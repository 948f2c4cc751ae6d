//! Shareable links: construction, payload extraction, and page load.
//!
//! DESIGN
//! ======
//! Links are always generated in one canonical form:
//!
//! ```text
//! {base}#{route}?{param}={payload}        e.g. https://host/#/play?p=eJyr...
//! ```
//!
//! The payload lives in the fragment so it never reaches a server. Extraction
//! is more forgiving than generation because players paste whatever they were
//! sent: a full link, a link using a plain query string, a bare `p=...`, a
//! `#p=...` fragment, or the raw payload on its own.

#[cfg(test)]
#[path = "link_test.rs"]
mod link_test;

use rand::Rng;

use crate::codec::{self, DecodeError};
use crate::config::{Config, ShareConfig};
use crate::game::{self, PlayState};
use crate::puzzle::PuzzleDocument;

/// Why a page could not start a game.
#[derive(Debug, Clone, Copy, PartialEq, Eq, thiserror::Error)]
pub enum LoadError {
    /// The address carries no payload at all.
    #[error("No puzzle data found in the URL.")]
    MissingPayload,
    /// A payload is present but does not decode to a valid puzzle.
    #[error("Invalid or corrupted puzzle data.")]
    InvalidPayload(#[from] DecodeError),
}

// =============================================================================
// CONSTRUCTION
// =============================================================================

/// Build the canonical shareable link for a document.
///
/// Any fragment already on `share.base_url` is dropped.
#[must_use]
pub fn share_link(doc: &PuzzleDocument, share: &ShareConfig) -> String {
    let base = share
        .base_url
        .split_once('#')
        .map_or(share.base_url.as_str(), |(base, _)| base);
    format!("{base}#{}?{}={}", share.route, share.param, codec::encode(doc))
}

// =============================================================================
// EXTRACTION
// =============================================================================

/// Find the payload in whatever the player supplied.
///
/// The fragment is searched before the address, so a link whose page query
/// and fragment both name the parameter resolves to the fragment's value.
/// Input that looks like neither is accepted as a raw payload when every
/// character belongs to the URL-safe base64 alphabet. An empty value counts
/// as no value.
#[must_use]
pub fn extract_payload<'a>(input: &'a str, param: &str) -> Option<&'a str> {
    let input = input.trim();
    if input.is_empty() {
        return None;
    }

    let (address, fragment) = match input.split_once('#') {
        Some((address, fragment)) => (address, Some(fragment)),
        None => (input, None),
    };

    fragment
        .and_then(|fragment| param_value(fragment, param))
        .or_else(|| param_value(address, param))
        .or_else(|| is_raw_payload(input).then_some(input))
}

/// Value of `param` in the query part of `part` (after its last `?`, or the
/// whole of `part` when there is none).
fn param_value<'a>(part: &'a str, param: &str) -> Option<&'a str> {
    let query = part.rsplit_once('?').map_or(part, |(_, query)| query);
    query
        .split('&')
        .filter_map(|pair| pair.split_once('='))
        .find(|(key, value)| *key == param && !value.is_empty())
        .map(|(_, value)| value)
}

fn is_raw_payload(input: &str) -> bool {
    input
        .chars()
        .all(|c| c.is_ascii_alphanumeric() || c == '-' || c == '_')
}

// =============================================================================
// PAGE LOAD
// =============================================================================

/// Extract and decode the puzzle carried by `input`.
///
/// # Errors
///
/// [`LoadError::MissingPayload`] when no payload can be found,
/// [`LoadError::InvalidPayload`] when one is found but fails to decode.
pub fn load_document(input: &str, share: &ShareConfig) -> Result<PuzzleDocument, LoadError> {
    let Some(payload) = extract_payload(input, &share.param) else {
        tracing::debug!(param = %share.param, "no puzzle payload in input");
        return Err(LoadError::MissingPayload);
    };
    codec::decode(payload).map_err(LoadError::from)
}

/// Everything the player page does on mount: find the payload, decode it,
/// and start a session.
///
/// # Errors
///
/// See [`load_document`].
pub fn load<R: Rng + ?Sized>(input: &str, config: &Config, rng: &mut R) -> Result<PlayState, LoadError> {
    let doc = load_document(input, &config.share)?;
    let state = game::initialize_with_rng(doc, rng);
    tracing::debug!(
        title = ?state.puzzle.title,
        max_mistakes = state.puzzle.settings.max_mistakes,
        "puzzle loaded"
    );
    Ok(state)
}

* [The problem]: Output each record precisely as given.

* [Finished task]:
repository 948f2c4cc751ae6d
//! Shareable links: construction, payload extraction, and page load.
//!
//! DESIGN
//! ======
//! Links are always generated in one canonical form:
//!
//! ```text
//! {base}#{route}?{param}={payload}        e.g. https://host/#/play?p=eJyr...
//! ```
//!
//! The payload lives in the fragment so it never reaches a server. Extraction
//! is more forgiving than generation because players paste whatever they were
//! sent: a full link, a link using a plain query string, a bare `p=...`, a
//! `#p=...` fragment, or the raw payload on its own.

#[cfg(test)]
#[path = "link_test.rs"]
mod link_test;

use rand::Rng;

use crate::codec::{self, DecodeError};
use crate::config::{Config, ShareConfig};
use crate::game::{self, PlayState};
use crate::puzzle::PuzzleDocument;

/// Why a page could not start a game.
#[derive(Debug, Clone, Copy, PartialEq, Eq, thiserror::Error)]
pub enum LoadError {
    /// The address carries no payload at all.
    #[error("No puzzle data found in the URL.")]
    MissingPayload,
    /// A payload is present but does not decode to a valid puzzle.
    #[error("Invalid or corrupted puzzle data.")]
    InvalidPayload(#[from] DecodeError),
}

// =============================================================================
// CONSTRUCTION
// =============================================================================

/// Build the canonical shareable link for a document.
///
/// Any fragment already on `share.base_url` is dropped.
#[must_use]
pub fn share_link(doc: &PuzzleDocument, share: &ShareConfig) -> String {
    let base = share
        .base_url
        .split_once('#')
        .map_or(share.base_url.as_str(), |(base, _)| base);
    format!("{base}#{}?{}={}", share.route, share.param, codec::encode(doc))
}

// =============================================================================
// EXTRACTION
// =============================================================================

/// Find the payload in whatever the player supplied.
///
/// The fragment is searched before the address, so a link whose page query
/// and fragment both name the parameter resolves to the fragment's value.
/// Input that looks like neither is accepted as a raw payload when every
/// character belongs to the URL-safe base64 alphabet. An empty value counts
/// as no value.
#[must_use]
pub fn extract_payload<'a>(input: &'a str, param: &str) -> Option<&'a str> {
    let input = input.trim();
    if input.is_empty() {
        return None;
    }

    let (address, fragment) = match input.split_once('#') {
        Some((address, fragment)) => (address, Some(fragment)),
        None => (input, None),
    };

    fragment
        .and_then(|fragment| param_value(fragment, param))
        .or_else(|| param_value(address, param))
        .or_else(|| is_raw_payload(input).then_some(input))
}

/// Value of `param` in the query part of `part` (after its last `?`, or the
/// whole of `part` when there is none).
fn param_value<'a>(part: &'a str, param: &str) -> Option<&'a str> {
    let query = part.rsplit_once('?').map_or(part, |(_, query)| query);
    query
        .split('&')
        .filter_map(|pair| pair.split_once('='))
        .find(|(key, value)| *key == param && !value.is_empty())
        .map(|(_, value)| value)
}

fn is_raw_payload(input: &str) -> bool {
    input
        .chars()
        .all(|c| c.is_ascii_alphanumeric() || c == '-' || c == '_')
}

// =============================================================================
// PAGE LOAD
// =============================================================================

/// Extract and decode the puzzle carried by `input`.
///
/// # Errors
///
/// [`LoadError::MissingPayload`] when no payload can be found,
/// [`LoadError::InvalidPayload`] when one is found but fails to decode.
pub fn load_document(input: &str, share: &ShareConfig) -> Result<PuzzleDocument, LoadError> {
    let Some(payload) = extract_payload(input, &share.param) else {
        tracing::debug!(param = %share.param, "no puzzle payload in input");
        return Err(LoadError::MissingPayload);
    };
    codec::decode(payload).map_err(LoadError::from)
}

/// Everything the player page does on mount: find the payload, decode it,
/// and start a session.
///
/// # Errors
///
/// See [`load_document`].
pub fn load<R: Rng + ?Sized>(input: &str, config: &Config, rng: &mut R) -> Result<PlayState, LoadError> {
    let doc = load_document(input, &config.share)?;
    let state = game::initialize_with_rng(doc, rng);
    tracing::debug!(
        title = ?state.puzzle.title,
        max_mistakes = state.puzzle.settings.max_mistakes,
        "puzzle loaded"
    );
    Ok(state)
}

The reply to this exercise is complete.